K-means Cluster Analysis, 4.4 assignment
Dear colleagues students,
I performed a K-means cluster analysis was for gap minder data set to identify whether by analyzing 9 clustering variables it would be possible to predict income per person in different countries. Clustering variables:
femaleemployrate
employrate
Internetuserate
lifeexpectancy
polityscore
relectricperperson
urbanrate
oilperperson
co2emissions
All clustering variables were quantitative and standardized to have a mean of 0 and a standard deviation of 1.
Data were randomly split into a training set that included 70% of the observations (N=150) and a test set that included 30% of the observations (N=64).
Elbow curve of r-square values for the 9 cluster solutions suggests that the 3, 4, 6, 7 and 8-cluster solutions might be interpreted (most prominent bends).
The results below are for an interpretation of the 4-cluster solution.
Canonical discriminant analyses was used to reduce the 9 clustering variable down a few variables that accounted for most of the variance in the clustering variables. A scatterplot of the first two canonical variables by cluster indicated that the observations in clusters 3 and 2 were more densely packed and more numerous and did not overlap very much with the other clusters. Cluster 4 was generally distinct, with only a few observations. Observations in cluster 1 were spread out more than the other clusters, showing higher cluster variance than in others. The results of this plot suggest that the best cluster solution may have fewer than 4 clusters. Also, data set is relatively small, so it would be important to also evaluate the cluster solutions with fewer than 4 clusters (spoiler alert - when data is not split into training and test sets, 3-cluster solution explains differences better, I checked this afterwards).
Plot of the first two canonical variables for the clustering variables by cluster.
The means on the clustering variables showed that, compared to the other clusters, countries in cluster 1 have highest female and overall employment rates compared to others, but lowest internet usage, urbanization, life expectancy, oil and electricity usage, democracy scores and co2 emission rates. We can safely predict this would be the cluster of countries with lowest income per person.
Cluster 4 countries have 2nd highest female and overall employment rates and life expectancy compared to others, and highest (with big difference from other clusters) internet usage, urbanization, oil and electricity usage, democracy scores and co2 emission rates.
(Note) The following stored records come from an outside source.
//! Header and status rows framing the landing screen.

use crate::theme::Theme;
use ratatui::{
    buffer::Buffer,
    layout::Rect,
    style::{Modifier, Style},
    text::{Line, Span},
    widgets::Widget,
};

pub const TITLE: &str = "PokéSrc";

/// 1-line title row. Keybinding hints (`q:quit  ?:help`) are right-aligned.
pub struct Header<'a> {
    theme: &'a Theme,
}

impl<'a> Header<'a> {
    pub fn new(theme: &'a Theme) -> Self {
        Self { theme }
    }
}

impl Widget for Header<'_> {
    fn render(self, area: Rect, buf: &mut Buffer) {
        buf.set_string(area.x + 1, area.y, TITLE, self.theme.title);

        let hint = " /:search  tab:focus  ?:help  q:quit ";
        let hint_x = area.right().saturating_sub(Span::raw(hint).width() as u16);
        buf.set_string(
            hint_x,
            area.y,
            hint,
            Style::default().add_modifier(Modifier::DIM),
        );
    }
}

/// 1-line status row: the submitted Pokémon on the left, a short note about
/// the daily dataset on the right.
pub struct StatusLine<'a> {
    selected: Option<(&'a str, &'a str)>,
    note: Option<&'a str>,
    theme: &'a Theme,
}

impl<'a> StatusLine<'a> {
    pub fn new(selected: Option<(&'a str, &'a str)>, note: Option<&'a str>, theme: &'a Theme) -> Self {
        Self { selected, note, theme }
    }
}

impl Widget for StatusLine<'_> {
    fn render(self, area: Rect, buf: &mut Buffer) {
        let left = match self.selected {
            Some((korean, english)) => Line::from(vec![
                Span::raw(" 선택: "),
                Span::styled(korean, self.theme.title),
                Span::styled(format!(" ({english})"), self.theme.suggestion_secondary),
            ]),
            None => Line::from(Span::styled(" 선택 없음", self.theme.search_placeholder)),
        };
        buf.set_line(area.x, area.y, &left, area.width);

        if let Some(note) = self.note {
            let note = format!("{note} ");
            let x = area.right().saturating_sub(Span::raw(note.as_str()).width() as u16);
            buf.set_string(x, area.y, note, self.theme.card_subtitle);
        }
    }
}
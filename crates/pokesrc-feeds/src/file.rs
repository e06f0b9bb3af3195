//! File source — reads the daily dataset from a JSON file on disk.
//!
//! Whatever produces the daily picks (a cron job, a script) drops a JSON file
//! somewhere; [`FileSource::watch`] re-reads it every time it changes so a
//! running UI or server picks up the new day without a restart.

use std::path::{Path, PathBuf};

use notify::{Event, EventKind, RecommendedWatcher, RecursiveMode, Watcher};
use pokesrc_core::DailyPicks;
use tokio::sync::mpsc::UnboundedSender;

use crate::{DailySource, DailyUpdate, FeedError};

#[derive(Debug, Clone)]
pub struct FileSource {
    path: PathBuf,
}

impl FileSource {
    pub fn new(path: impl Into<PathBuf>) -> Self {
        Self { path: path.into() }
    }

    pub fn path(&self) -> &Path {
        &self.path
    }

    /// Watch the file and push a freshly parsed dataset down `tx` on every
    /// create/modify event. The returned watcher stops when dropped.
    ///
    /// The parent directory is watched rather than the file itself so that
    /// atomic replace-by-rename still triggers a reload.
    pub fn watch(&self, tx: UnboundedSender<DailyUpdate>) -> Result<RecommendedWatcher, FeedError> {
        let path = self.path.clone();
        let file_name = path.file_name().map(|n| n.to_os_string());
        let dir = match path.parent() {
            Some(p) if !p.as_os_str().is_empty() => p.to_path_buf(),
            _ => PathBuf::from("."),
        };

        let mut watcher = notify::recommended_watcher(move |res: notify::Result<Event>| {
            let event = match res {
                Ok(event) => event,
                Err(e) => {
                    tracing::warn!(error = %e, "daily file watch error");
                    return;
                }
            };
            if !matches!(event.kind, EventKind::Create(_) | EventKind::Modify(_)) {
                return;
            }
            let touches_ours = event
                .paths
                .iter()
                .any(|p| p.file_name().map(|n| n.to_os_string()) == file_name);
            if !touches_ours {
                return;
            }
            tracing::debug!(path = %path.display(), kind = ?event.kind, "daily file changed");
            // Receiver gone means the app is shutting down.
            let _ = tx.send(read_file(&path));
        })?;

        watcher.watch(&dir, RecursiveMode::NonRecursive)?;
        tracing::info!(path = %self.path.display(), "watching daily file");
        Ok(watcher)
    }
}

impl DailySource for FileSource {
    async fn fetch(&self) -> Result<DailyPicks, FeedError> {
        let bytes = tokio::fs::read(&self.path).await.map_err(|source| FeedError::Io {
            path: self.path.clone(),
            source,
        })?;
        Ok(DailyPicks::from_slice(&bytes)?)
    }
}

fn read_file(path: &Path) -> DailyUpdate {
    let bytes = std::fs::read(path).map_err(|source| FeedError::Io {
        path: path.to_path_buf(),
        source,
    })?;
    Ok(DailyPicks::from_slice(&bytes)?)
}

// ---------------------------------------------------------------------------
// Tests
// ---------------------------------------------------------------------------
We can predict this would be the cluster of countries with highest income per person.
Clusters 3 and 2 have big distinction among them by all parameters, and cluster 2 countries clearly being more developed and of higher personal income than cluster 3 .
ANOVA procedure was performed to test for significant differences between the clusters on income per person. A tukey test was used for post hoc comparisons between the clusters. Results indicate significant differences between the clusters on income (F=43.09, p<.0001). The tukey post hoc comparisons showes significant differences between clusters on income, with the exception that clusters 1 and 3 were not significantly different from each other. Countries in cluster 4 had the highest income per person rate (mean=58210.61, sd=40741.34), and cluster 1 countries had the lowest income per person (mean=956.84, sd=1367.61). This model explains 51% of observations (R-square=0.5083).
Please review my work. Thank you!
Sincerely,
Edita